YOUR GOAL —
Write back every record verbatim.

Top of EXTRACTED MATERIAL

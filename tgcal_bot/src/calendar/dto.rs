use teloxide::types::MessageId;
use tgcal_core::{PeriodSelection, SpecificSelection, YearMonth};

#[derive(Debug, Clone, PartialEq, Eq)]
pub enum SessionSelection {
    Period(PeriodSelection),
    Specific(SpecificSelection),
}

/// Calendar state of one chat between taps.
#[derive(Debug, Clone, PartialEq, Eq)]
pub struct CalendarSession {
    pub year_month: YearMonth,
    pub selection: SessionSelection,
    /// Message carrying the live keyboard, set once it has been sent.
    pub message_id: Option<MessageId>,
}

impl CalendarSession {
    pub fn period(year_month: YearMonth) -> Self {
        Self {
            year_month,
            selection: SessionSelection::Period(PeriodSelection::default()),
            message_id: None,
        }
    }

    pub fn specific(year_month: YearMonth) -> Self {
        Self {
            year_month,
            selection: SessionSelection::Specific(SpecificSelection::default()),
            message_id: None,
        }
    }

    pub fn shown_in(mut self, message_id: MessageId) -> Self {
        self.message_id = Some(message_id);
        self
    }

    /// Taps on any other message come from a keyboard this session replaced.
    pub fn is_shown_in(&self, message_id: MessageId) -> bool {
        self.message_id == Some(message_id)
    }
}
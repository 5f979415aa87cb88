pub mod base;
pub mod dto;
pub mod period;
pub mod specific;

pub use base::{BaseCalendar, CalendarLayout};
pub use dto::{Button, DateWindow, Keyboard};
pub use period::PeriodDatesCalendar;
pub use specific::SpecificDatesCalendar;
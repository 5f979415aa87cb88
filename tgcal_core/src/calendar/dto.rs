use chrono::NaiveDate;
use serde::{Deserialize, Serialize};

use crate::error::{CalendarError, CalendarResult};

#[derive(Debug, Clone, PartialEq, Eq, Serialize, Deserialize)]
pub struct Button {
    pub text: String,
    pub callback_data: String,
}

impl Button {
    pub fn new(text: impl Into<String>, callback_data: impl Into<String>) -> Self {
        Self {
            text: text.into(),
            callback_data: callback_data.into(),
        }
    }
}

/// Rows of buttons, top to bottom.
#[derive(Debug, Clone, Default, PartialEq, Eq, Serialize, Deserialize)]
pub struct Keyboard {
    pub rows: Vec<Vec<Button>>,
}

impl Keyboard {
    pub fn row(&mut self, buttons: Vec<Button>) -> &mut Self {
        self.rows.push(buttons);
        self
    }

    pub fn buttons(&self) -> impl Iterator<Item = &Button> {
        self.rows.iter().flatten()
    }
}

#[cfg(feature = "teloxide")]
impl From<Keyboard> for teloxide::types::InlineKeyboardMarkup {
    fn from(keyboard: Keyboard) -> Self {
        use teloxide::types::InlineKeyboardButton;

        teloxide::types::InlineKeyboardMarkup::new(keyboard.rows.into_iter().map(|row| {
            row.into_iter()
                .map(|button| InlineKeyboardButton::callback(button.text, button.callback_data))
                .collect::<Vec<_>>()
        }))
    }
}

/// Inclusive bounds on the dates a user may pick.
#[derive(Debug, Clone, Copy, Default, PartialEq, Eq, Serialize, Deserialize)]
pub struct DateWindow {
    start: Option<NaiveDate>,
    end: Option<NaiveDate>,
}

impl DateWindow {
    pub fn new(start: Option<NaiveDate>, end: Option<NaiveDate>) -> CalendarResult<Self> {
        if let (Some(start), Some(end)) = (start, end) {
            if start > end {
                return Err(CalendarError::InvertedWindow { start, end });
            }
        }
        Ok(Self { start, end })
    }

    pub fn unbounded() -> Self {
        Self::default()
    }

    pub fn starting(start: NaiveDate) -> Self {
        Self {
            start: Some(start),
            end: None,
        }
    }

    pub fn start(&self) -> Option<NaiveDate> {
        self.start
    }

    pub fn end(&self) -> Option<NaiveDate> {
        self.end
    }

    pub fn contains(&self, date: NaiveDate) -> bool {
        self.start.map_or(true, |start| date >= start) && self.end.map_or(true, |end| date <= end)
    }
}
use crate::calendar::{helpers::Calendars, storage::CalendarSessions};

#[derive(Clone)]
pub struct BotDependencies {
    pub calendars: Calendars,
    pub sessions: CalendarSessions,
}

Bottom of EXTRACTED MATERIAL

EXERCISE SOLUTION —
filename tgcal_bot/src/calendar/dto.rs
use teloxide::types::MessageId;
use tgcal_core::{PeriodSelection, SpecificSelection, YearMonth};

#[derive(Debug, Clone, PartialEq, Eq)]
pub enum SessionSelection {
    Period(PeriodSelection),
    Specific(SpecificSelection),
}

/// Calendar state of one chat between taps.
#[derive(Debug, Clone, PartialEq, Eq)]
pub struct CalendarSession {
    pub year_month: YearMonth,
    pub selection: SessionSelection,
    /// Message carrying the live keyboard, set once it has been sent.
    pub message_id: Option<MessageId>,
}

impl CalendarSession {
    pub fn period(year_month: YearMonth) -> Self {
        Self {
            year_month,
            selection: SessionSelection::Period(PeriodSelection::default()),
            message_id: None,
        }
    }

    pub fn specific(year_month: YearMonth) -> Self {
        Self {
            year_month,
            selection: SessionSelection::Specific(SpecificSelection::default()),
            message_id: None,
        }
    }

    pub fn shown_in(mut self, message_id: MessageId) -> Self {
        self.message_id = Some(message_id);
        self
    }

    /// Taps on any other message come from a keyboard this session replaced.
    pub fn is_shown_in(&self, message_id: MessageId) -> bool {
        self.message_id == Some(message_id)
    }
}
repository 5f979415aa87cb88
pub mod base;
pub mod dto;
pub mod period;
pub mod specific;

pub use base::{BaseCalendar, CalendarLayout};
pub use dto::{Button, DateWindow, Keyboard};
pub use period::PeriodDatesCalendar;
pub use specific::SpecificDatesCalendar;
repository 5f979415aa87cb88
filename tgcal_core/src/calendar/dto.rs
use chrono::NaiveDate;
use serde::{Deserialize, Serialize};

use crate::error::{CalendarError, CalendarResult};

#[derive(Debug, Clone, PartialEq, Eq, Serialize, Deserialize)]
pub struct Button {
    pub text: String,
    pub callback_data: String,
}

impl Button {
    pub fn new(text: impl Into<String>, callback_data: impl Into<String>) -> Self {
        Self {
            text: text.into(),
            callback_data: callback_data.into(),
        }
    }
}

/// Rows of buttons, top to bottom.
#[derive(Debug, Clone, Default, PartialEq, Eq, Serialize, Deserialize)]
pub struct Keyboard {
    pub rows: Vec<Vec<Button>>,
}

impl Keyboard {
    pub fn row(&mut self, buttons: Vec<Button>) -> &mut Self {
        self.rows.push(buttons);
        self
    }

    pub fn buttons(&self) -> impl Iterator<Item = &Button> {
        self.rows.iter().flatten()
    }
}

#[cfg(feature = "teloxide")]
impl From<Keyboard> for teloxide::types::InlineKeyboardMarkup {
    fn from(keyboard: Keyboard) -> Self {
        use teloxide::types::InlineKeyboardButton;

        teloxide::types::InlineKeyboardMarkup::new(keyboard.rows.into_iter().map(|row| {
            row.into_iter()
                .map(|button| InlineKeyboardButton::callback(button.text, button.callback_data))
                .collect::<Vec<_>>()
        }))
    }
}

/// Inclusive bounds on the dates a user may pick.
#[derive(Debug, Clone, Copy, Default, PartialEq, Eq, Serialize, Deserialize)]
pub struct DateWindow {
    start: Option<NaiveDate>,
    end: Option<NaiveDate>,
}

impl DateWindow {
    pub fn new(start: Option<NaiveDate>, end: Option<NaiveDate>) -> CalendarResult<Self> {
        if let (Some(start), Some(end)) = (start, end) {
            if start > end {
                return Err(CalendarError::InvertedWindow { start, end });
            }
        }
        Ok(Self { start, end })
    }

    pub fn unbounded() -> Self {
        Self::default()
    }

    pub fn starting(start: NaiveDate) -> Self {
        Self {
            start: Some(start),
            end: None,
        }
    }

    pub fn start(&self) -> Option<NaiveDate> {
        self.start
    }

    pub fn end(&self) -> Option<NaiveDate> {
        self.end
    }

    pub fn contains(&self, date: NaiveDate) -> bool {
        self.start.map_or(true, |start| date >= start) && self.end.map_or(true, |end| date <= end)
    }
}
use crate::calendar::{helpers::Calendars, storage::CalendarSessions};

#[derive(Clone)]
pub struct BotDependencies {
    pub calendars: Calendars,
    pub sessions: CalendarSessions,
}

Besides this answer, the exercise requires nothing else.